The CFC Prospect Game was founded in 2019 by the CEO of Canadafootballchat.com, Lee Barette.The first four editions of the game were played in Ottawa, Ontario. The game was moved in 2025 to Hamilton. The game is comparable to the Under Armour All-America Game and All-American Bowl (formerly U.S. Army Bowl) game in the United States.

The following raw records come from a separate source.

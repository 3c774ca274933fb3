//! Authenticated block codec.
//!
//! Each block is authenticated with HMAC-SHA256 and encrypted with an
//! XChaCha20 keystream whose nonce is taken from that tag (synthetic IV).
//! The tag covers the position nonce, the associated data and the plaintext,
//! so a block only verifies at its own position in its own object, and
//! rewriting a block with different content never reuses a keystream.
//!
//! ## Record Format
//!
//! ```text
//! [ciphertext: 4096][tag: 32]
//! tag        = HMAC(mac_key, nonce || ad || plaintext || le64(len(ad)) || le64(len(plaintext)))
//! ciphertext = plaintext XOR XChaCha20(cipher_key, tag[0..24])
//! ad         = object_id (32) || block_index (8, little-endian)
//! nonce      = object_id[0..16] || block_index (8, little-endian)
//! ```
//!
//! Identical plaintext written to the same position yields the identical
//! record; nothing else about the content is revealed by a rewrite.

use chacha20::cipher::{KeyIvInit, StreamCipher};
use chacha20::XChaCha20;
use zeroize::Zeroizing;

use crate::error::SecureFsError;
use crate::kdf::derive_subkey;
use crate::mac::{mac_parts, Tag};
use crate::types::{Id, Key};
use crate::util::{ct_eq, is_all_zeros, read_le_u64};
use crate::{Result, AD_LENGTH, BLOCK_SIZE, ID_LENGTH, MAC_LENGTH, NONCE_LENGTH, RECORD_LENGTH};

const CIPHER_KEY_INFO: &[u8] = b"block-cipher";
const MAC_KEY_INFO: &[u8] = b"block-mac";

pub type BlockNonce = [u8; NONCE_LENGTH];

/// Deterministic per-block position nonce, bound into the tag
pub fn block_nonce(id: &Id, index: u64) -> BlockNonce {
    let mut nonce = [0u8; NONCE_LENGTH];
    nonce[..16].copy_from_slice(&id.as_bytes()[..16]);
    nonce[16..].copy_from_slice(&index.to_le_bytes());
    nonce
}

/// Associated data binding a block to its object and position
pub fn associated_data(id: &Id, index: u64) -> [u8; AD_LENGTH] {
    let mut ad = [0u8; AD_LENGTH];
    ad[..ID_LENGTH].copy_from_slice(id.as_bytes());
    ad[ID_LENGTH..].copy_from_slice(&index.to_le_bytes());
    ad
}

/// Block encryptor keyed by one object's content sub-key.
pub struct BlockEncryptor {
    cipher_key: Key,
    mac_key: Key,
}

impl BlockEncryptor {
    pub fn new(block_key: &Key) -> Result<Self> {
        Ok(Self {
            cipher_key: derive_subkey(block_key, b"", CIPHER_KEY_INFO)?,
            mac_key: derive_subkey(block_key, b"", MAC_KEY_INFO)?,
        })
    }

    fn apply_keystream(&self, tag: &Tag, buf: &mut [u8]) {
        let mut iv = [0u8; NONCE_LENGTH];
        iv.copy_from_slice(&tag[..NONCE_LENGTH]);
        let mut cipher = XChaCha20::new(self.cipher_key.as_bytes().into(), (&iv).into());
        cipher.apply_keystream(buf);
    }

    fn tag(&self, nonce: &BlockNonce, plaintext: &[u8], ad: &[u8]) -> Tag {
        let ad_len = (ad.len() as u64).to_le_bytes();
        let pt_len = (plaintext.len() as u64).to_le_bytes();
        mac_parts(
            self.mac_key.as_bytes(),
            &[&nonce[..], ad, plaintext, &ad_len[..], &pt_len[..]],
        )
    }

    /// Encrypts exactly `plaintext.len()` bytes and tags the result.
    pub fn encrypt_block(
        &self,
        nonce: &BlockNonce,
        plaintext: &[u8],
        ad: &[u8],
    ) -> Result<(Vec<u8>, Tag)> {
        if plaintext.len() > BLOCK_SIZE {
            return Err(SecureFsError::BlockTooLarge(plaintext.len()));
        }
        let tag = self.tag(nonce, plaintext, ad);
        let mut ciphertext = plaintext.to_vec();
        self.apply_keystream(&tag, &mut ciphertext);
        Ok((ciphertext, tag))
    }

    /// Decrypts and checks the tag in constant time; on mismatch the
    /// candidate plaintext is wiped and never returned.
    ///
    /// The returned [`SecureFsError::AuthenticationFailure`] carries the
    /// position taken from `ad` when it has the standard layout.
    pub fn decrypt_block(
        &self,
        nonce: &BlockNonce,
        ciphertext: &[u8],
        tag: &[u8],
        ad: &[u8],
    ) -> Result<Vec<u8>> {
        let Ok(tag) = Tag::try_from(tag) else {
            return Err(authentication_failure(ad));
        };
        let mut plaintext = Zeroizing::new(self.decrypt_block_unverified(ciphertext, &tag));
        let expected = self.tag(nonce, &plaintext, ad);
        if !ct_eq(&expected, &tag) {
            return Err(authentication_failure(ad));
        }
        Ok(std::mem::take(&mut *plaintext))
    }

    /// Decrypt without checking the tag. Only for no-authentication mounts.
    pub(crate) fn decrypt_block_unverified(&self, ciphertext: &[u8], tag: &Tag) -> Vec<u8> {
        let mut plaintext = ciphertext.to_vec();
        self.apply_keystream(tag, &mut plaintext);
        plaintext
    }
}

fn authentication_failure(ad: &[u8]) -> SecureFsError {
    let position = if ad.len() == AD_LENGTH {
        Id::from_slice(&ad[..ID_LENGTH])
            .and_then(|id| Ok((id, read_le_u64(&ad[ID_LENGTH..])?)))
            .ok()
    } else {
        None
    };
    let (id, block) = position.unwrap_or((Id::from_bytes([0u8; ID_LENGTH]), 0));
    SecureFsError::AuthenticationFailure { id, block }
}

/// One serialized block: full-size ciphertext followed by its tag.
#[derive(Clone, PartialEq, Eq)]
pub struct BlockRecord {
    pub ciphertext: Box<[u8; BLOCK_SIZE]>,
    pub tag: Tag,
}

impl BlockRecord {
    pub fn new(ciphertext: &[u8], tag: Tag) -> Result<Self> {
        let ciphertext: Box<[u8; BLOCK_SIZE]> = ciphertext
            .to_vec()
            .into_boxed_slice()
            .try_into()
            .map_err(|c: Box<[u8]>| SecureFsError::InvalidLength {
                expected: BLOCK_SIZE,
                actual: c.len(),
            })?;
        Ok(Self { ciphertext, tag })
    }

    pub fn from_bytes(bytes: &[u8]) -> Result<Self> {
        if bytes.len() != RECORD_LENGTH {
            return Err(SecureFsError::InvalidLength {
                expected: RECORD_LENGTH,
                actual: bytes.len(),
            });
        }
        let mut tag = [0u8; MAC_LENGTH];
        tag.copy_from_slice(&bytes[BLOCK_SIZE..]);
        Self::new(&bytes[..BLOCK_SIZE], tag)
    }

    pub fn to_bytes(&self) -> Vec<u8> {
        let mut out = Vec::with_capacity(RECORD_LENGTH);
        out.extend_from_slice(&self.ciphertext[..]);
        out.extend_from_slice(&self.tag);
        out
    }

    /// An all-zero record stands for a block that was never written
    pub fn is_hole(&self) -> bool {
        is_all_zeros(&self.ciphertext[..]) && is_all_zeros(&self.tag)
    }
}

impl std::fmt::Debug for BlockRecord {
    fn fmt(&self, f: &mut std::fmt::Formatter<'_>) -> std::fmt::Result {
        f.debug_struct("BlockRecord")
            .field("tag", &hex::encode(self.tag))
            .finish_non_exhaustive()
    }
}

The game features the top 75 male high school players on track to qualify as a National in the Canadian Football League (CFL).

==Broadcasts==

Since 2019, the game has been carried on The Sports Network (TSN); the event is broadcast on tape delay to a national audience in prime time.

==Locations==

From 2019 to 2024 the game was played at TD Stadium, home of the Ottawa RedBlacks.
In 2025, the game moved to Hamilton Stadium home of the Hamilton Tiger-Cats in Hamilton, Ontario, where it continues to be played.

==Game Results==

| Year | Stadium | Location | Result |
|---|---|---|---|
| 2026 | Hamilton Stadium | Hamilton, ON | Team Stegall 30 vs. Team LaPolice 12 |
| 2025 | Hamilton Stadium | Hamilton, ON | Team Stegall 28 vs. Team Sanchez 27 |
| 2024 | TD Place | Ottawa, ON | Team Sanchez 36 vs. Team Stegall 9 |
| 2023 | TD Place | Ottawa, ON | Team Sanchez 24 vs. Team Stegall 12 |
| 2022 | TD Place | Ottawa, ON | Team Sanchez 49 vs. Team Dunigan 24 |
| 2019 | TD Place | Ottawa, ON | Team Burris 41 vs. Team Dunigan 24 |

===Game MVPs===

| Year | Team | Position | Player |
| 2019 | Team Burris | WR | Sony Bermudez-Chavez |
| RB | Matthew Morin |
| LB | Tyson Krushelniski |
| OL | Albert Reese IV |
| Team Dunigan | RB | Ryker Frank |
| QB | Samuel Tremblay |
| LB | Nathan Carabatsakis |
| DL | Cody McMahon |
| 2022 | Team Sanchez | WR | Nik Shewchuk |
| LB | Antoine Deslauriers |
| OL | Nathan Pahanich |
| Team Dunigan | LB | Nevan Brown |
| DL | Vincent Branauer |
| OL | Logan Thiessen |
| 2023 | Team Sanchez | RB | Ethan Dahl |
| QB | Will Russell |
| DE | Kayden Roop |
| Team Stegall | DB | Sadraque Zinga |
| WR | Antoine Goupil |
| DE | Jayden Arenas-Michel |
| 2024 | Team Sanchez | WR | Mikun Odunuga |
| DE | Landon Dingee |
| Team Stegall | DL | Breylon McCuller |
| DB | Jorel Sahay |
| QB | Justin Royer |
| 2025 | Team Sanchez | QB | Jacob Muller |
| WR | Jason Dorel Onana |
| LB | Logan Woolsey |
| Team Stegall | QB | Brandon Bailey |
| WR | Ben McAuley |
| LB | Jake Mitchell |
| 2026 | Team Stegall | REC | Gabriel Tabora |
| DB | Alex Brousseau |
| Team LaPo | REC | Stefan Ptaszek |
| LB | Cal Crawford |

==Alumni==
There have been athletes who have progressed to U SPORTS and NCAA Football pathways, and some have later pursued professional careers in the CFL and NFL.

===NFL Alumni===
OL - Albert Reese IV (Mississippi State - Carolina Panthers)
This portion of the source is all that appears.